* **THE TASK**
The response must contain all of the entries, each one repeated exactly.

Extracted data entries

● ● ● ●

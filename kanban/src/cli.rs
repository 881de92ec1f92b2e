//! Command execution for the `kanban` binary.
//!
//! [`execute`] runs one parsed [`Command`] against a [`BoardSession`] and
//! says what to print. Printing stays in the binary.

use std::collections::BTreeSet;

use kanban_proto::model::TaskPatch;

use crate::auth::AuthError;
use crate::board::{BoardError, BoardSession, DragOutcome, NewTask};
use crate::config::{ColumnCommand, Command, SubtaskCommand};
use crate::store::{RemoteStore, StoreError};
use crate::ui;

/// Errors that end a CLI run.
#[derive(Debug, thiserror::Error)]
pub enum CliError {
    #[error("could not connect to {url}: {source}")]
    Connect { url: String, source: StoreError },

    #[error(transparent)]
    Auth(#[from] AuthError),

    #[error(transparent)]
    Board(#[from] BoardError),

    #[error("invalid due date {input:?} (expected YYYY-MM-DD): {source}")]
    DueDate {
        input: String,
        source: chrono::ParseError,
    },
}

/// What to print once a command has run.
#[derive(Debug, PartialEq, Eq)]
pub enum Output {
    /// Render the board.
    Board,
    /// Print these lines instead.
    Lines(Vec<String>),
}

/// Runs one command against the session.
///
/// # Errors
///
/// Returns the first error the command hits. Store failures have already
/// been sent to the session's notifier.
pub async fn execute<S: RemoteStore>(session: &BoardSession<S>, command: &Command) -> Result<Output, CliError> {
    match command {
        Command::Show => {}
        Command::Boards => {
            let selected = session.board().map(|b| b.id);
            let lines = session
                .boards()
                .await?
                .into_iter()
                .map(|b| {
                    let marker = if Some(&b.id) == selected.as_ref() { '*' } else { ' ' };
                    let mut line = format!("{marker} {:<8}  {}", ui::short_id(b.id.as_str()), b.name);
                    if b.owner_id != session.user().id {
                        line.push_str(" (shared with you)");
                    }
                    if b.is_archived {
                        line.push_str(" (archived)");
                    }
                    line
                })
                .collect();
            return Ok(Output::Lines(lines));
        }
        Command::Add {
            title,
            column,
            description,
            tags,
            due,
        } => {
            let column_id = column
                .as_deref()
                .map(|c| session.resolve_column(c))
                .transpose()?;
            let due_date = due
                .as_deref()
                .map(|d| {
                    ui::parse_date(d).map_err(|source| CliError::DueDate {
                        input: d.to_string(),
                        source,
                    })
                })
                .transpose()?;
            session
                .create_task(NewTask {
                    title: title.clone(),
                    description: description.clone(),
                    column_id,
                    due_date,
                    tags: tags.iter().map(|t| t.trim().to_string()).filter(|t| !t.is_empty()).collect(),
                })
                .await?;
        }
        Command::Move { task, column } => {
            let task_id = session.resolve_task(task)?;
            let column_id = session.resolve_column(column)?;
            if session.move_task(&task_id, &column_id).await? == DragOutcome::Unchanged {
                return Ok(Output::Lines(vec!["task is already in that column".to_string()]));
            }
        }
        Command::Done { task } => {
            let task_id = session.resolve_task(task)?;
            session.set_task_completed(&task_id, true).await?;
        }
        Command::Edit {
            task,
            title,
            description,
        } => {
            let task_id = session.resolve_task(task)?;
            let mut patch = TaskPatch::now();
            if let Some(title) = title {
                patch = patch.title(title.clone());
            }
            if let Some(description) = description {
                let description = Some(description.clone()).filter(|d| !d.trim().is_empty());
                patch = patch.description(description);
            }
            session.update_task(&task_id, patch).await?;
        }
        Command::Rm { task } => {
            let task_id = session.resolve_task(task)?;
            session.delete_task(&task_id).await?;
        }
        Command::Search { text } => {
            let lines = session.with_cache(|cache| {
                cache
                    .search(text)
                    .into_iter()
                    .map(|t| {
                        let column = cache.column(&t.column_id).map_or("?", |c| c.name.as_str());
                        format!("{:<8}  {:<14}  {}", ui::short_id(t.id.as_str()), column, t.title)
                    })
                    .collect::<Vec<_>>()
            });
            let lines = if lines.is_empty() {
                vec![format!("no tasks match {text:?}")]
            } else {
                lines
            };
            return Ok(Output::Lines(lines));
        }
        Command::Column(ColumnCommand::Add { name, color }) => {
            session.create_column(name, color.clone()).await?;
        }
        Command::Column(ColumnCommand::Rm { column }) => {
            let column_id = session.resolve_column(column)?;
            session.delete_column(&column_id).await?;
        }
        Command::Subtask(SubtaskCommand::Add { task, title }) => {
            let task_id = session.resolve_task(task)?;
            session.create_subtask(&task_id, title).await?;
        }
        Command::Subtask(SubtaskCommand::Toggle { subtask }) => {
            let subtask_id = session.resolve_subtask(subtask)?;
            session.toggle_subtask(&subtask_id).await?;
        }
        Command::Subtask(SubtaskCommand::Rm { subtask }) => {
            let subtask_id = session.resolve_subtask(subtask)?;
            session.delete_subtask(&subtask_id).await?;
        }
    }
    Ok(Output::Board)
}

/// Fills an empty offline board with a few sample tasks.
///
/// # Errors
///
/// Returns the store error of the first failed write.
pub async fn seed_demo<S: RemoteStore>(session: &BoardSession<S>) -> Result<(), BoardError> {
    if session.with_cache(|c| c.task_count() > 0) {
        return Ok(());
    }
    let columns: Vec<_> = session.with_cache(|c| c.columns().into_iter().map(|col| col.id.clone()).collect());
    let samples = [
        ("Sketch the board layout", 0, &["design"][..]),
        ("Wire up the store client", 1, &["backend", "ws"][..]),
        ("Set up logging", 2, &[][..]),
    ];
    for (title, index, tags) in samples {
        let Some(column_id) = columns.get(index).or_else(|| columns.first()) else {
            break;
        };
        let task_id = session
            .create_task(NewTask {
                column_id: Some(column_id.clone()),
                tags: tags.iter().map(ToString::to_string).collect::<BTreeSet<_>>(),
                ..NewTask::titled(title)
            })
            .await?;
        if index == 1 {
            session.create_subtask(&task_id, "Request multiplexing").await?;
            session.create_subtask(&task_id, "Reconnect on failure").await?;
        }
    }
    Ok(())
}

● ● ● ●

* **SOLVED EXERCISE**
filename kanban/src/cli.rs
repository 881de92ec1f92b2e
//! Command execution for the `kanban` binary.
//!
//! [`execute`] runs one parsed [`Command`] against a [`BoardSession`] and
//! says what to print. Printing stays in the binary.

use std::collections::BTreeSet;

use kanban_proto::model::TaskPatch;

use crate::auth::AuthError;
use crate::board::{BoardError, BoardSession, DragOutcome, NewTask};
use crate::config::{ColumnCommand, Command, SubtaskCommand};
use crate::store::{RemoteStore, StoreError};
use crate::ui;

/// Errors that end a CLI run.
#[derive(Debug, thiserror::Error)]
pub enum CliError {
    #[error("could not connect to {url}: {source}")]
    Connect { url: String, source: StoreError },

    #[error(transparent)]
    Auth(#[from] AuthError),

    #[error(transparent)]
    Board(#[from] BoardError),

    #[error("invalid due date {input:?} (expected YYYY-MM-DD): {source}")]
    DueDate {
        input: String,
        source: chrono::ParseError,
    },
}

/// What to print once a command has run.
#[derive(Debug, PartialEq, Eq)]
pub enum Output {
    /// Render the board.
    Board,
    /// Print these lines instead.
    Lines(Vec<String>),
}

/// Runs one command against the session.
///
/// # Errors
///
/// Returns the first error the command hits. Store failures have already
/// been sent to the session's notifier.
pub async fn execute<S: RemoteStore>(session: &BoardSession<S>, command: &Command) -> Result<Output, CliError> {
    match command {
        Command::Show => {}
        Command::Boards => {
            let selected = session.board().map(|b| b.id);
            let lines = session
                .boards()
                .await?
                .into_iter()
                .map(|b| {
                    let marker = if Some(&b.id) == selected.as_ref() { '*' } else { ' ' };
                    let mut line = format!("{marker} {:<8}  {}", ui::short_id(b.id.as_str()), b.name);
                    if b.owner_id != session.user().id {
                        line.push_str(" (shared with you)");
                    }
                    if b.is_archived {
                        line.push_str(" (archived)");
                    }
                    line
                })
                .collect();
            return Ok(Output::Lines(lines));
        }
        Command::Add {
            title,
            column,
            description,
            tags,
            due,
        } => {
            let column_id = column
                .as_deref()
                .map(|c| session.resolve_column(c))
                .transpose()?;
            let due_date = due
                .as_deref()
                .map(|d| {
                    ui::parse_date(d).map_err(|source| CliError::DueDate {
                        input: d.to_string(),
                        source,
                    })
                })
                .transpose()?;
            session
                .create_task(NewTask {
                    title: title.clone(),
                    description: description.clone(),
                    column_id,
                    due_date,
                    tags: tags.iter().map(|t| t.trim().to_string()).filter(|t| !t.is_empty()).collect(),
                })
                .await?;
        }
        Command::Move { task, column } => {
            let task_id = session.resolve_task(task)?;
            let column_id = session.resolve_column(column)?;
            if session.move_task(&task_id, &column_id).await? == DragOutcome::Unchanged {
                return Ok(Output::Lines(vec!["task is already in that column".to_string()]));
            }
        }
        Command::Done { task } => {
            let task_id = session.resolve_task(task)?;
            session.set_task_completed(&task_id, true).await?;
        }
        Command::Edit {
            task,
            title,
            description,
        } => {
            let task_id = session.resolve_task(task)?;
            let mut patch = TaskPatch::now();
            if let Some(title) = title {
                patch = patch.title(title.clone());
            }
            if let Some(description) = description {
                let description = Some(description.clone()).filter(|d| !d.trim().is_empty());
                patch = patch.description(description);
            }
            session.update_task(&task_id, patch).await?;
        }
        Command::Rm { task } => {
            let task_id = session.resolve_task(task)?;
            session.delete_task(&task_id).await?;
        }
        Command::Search { text } => {
            let lines = session.with_cache(|cache| {
                cache
                    .search(text)
                    .into_iter()
                    .map(|t| {
                        let column = cache.column(&t.column_id).map_or("?", |c| c.name.as_str());
                        format!("{:<8}  {:<14}  {}", ui::short_id(t.id.as_str()), column, t.title)
                    })
                    .collect::<Vec<_>>()
            });
            let lines = if lines.is_empty() {
                vec![format!("no tasks match {text:?}")]
            } else {
                lines
            };
            return Ok(Output::Lines(lines));
        }
        Command::Column(ColumnCommand::Add { name, color }) => {
            session.create_column(name, color.clone()).await?;
        }
        Command::Column(ColumnCommand::Rm { column }) => {
            let column_id = session.resolve_column(column)?;
            session.delete_column(&column_id).await?;
        }
        Command::Subtask(SubtaskCommand::Add { task, title }) => {
            let task_id = session.resolve_task(task)?;
            session.create_subtask(&task_id, title).await?;
        }
        Command::Subtask(SubtaskCommand::Toggle { subtask }) => {
            let subtask_id = session.resolve_subtask(subtask)?;
            session.toggle_subtask(&subtask_id).await?;
        }
        Command::Subtask(SubtaskCommand::Rm { subtask }) => {
            let subtask_id = session.resolve_subtask(subtask)?;
            session.delete_subtask(&subtask_id).await?;
        }
    }
    Ok(Output::Board)
}

/// Fills an empty offline board with a few sample tasks.
///
/// # Errors
///
/// Returns the store error of the first failed write.
pub async fn seed_demo<S: RemoteStore>(session: &BoardSession<S>) -> Result<(), BoardError> {
    if session.with_cache(|c| c.task_count() > 0) {
        return Ok(());
    }
    let columns: Vec<_> = session.with_cache(|c| c.columns().into_iter().map(|col| col.id.clone()).collect());
    let samples = [
        ("Sketch the board layout", 0, &["design"][..]),
        ("Wire up the store client", 1, &["backend", "ws"][..]),
        ("Set up logging", 2, &[][..]),
    ];
    for (title, index, tags) in samples {
        let Some(column_id) = columns.get(index).or_else(|| columns.first()) else {
            break;
        };
        let task_id = session
            .create_task(NewTask {
                column_id: Some(column_id.clone()),
                tags: tags.iter().map(ToString::to_string).collect::<BTreeSet<_>>(),
                ..NewTask::titled(title)
            })
            .await?;
        if index == 1 {
            session.create_subtask(&task_id, "Request multiplexing").await?;
            session.create_subtask(&task_id, "Reconnect on failure").await?;
        }
    }
    Ok(())
}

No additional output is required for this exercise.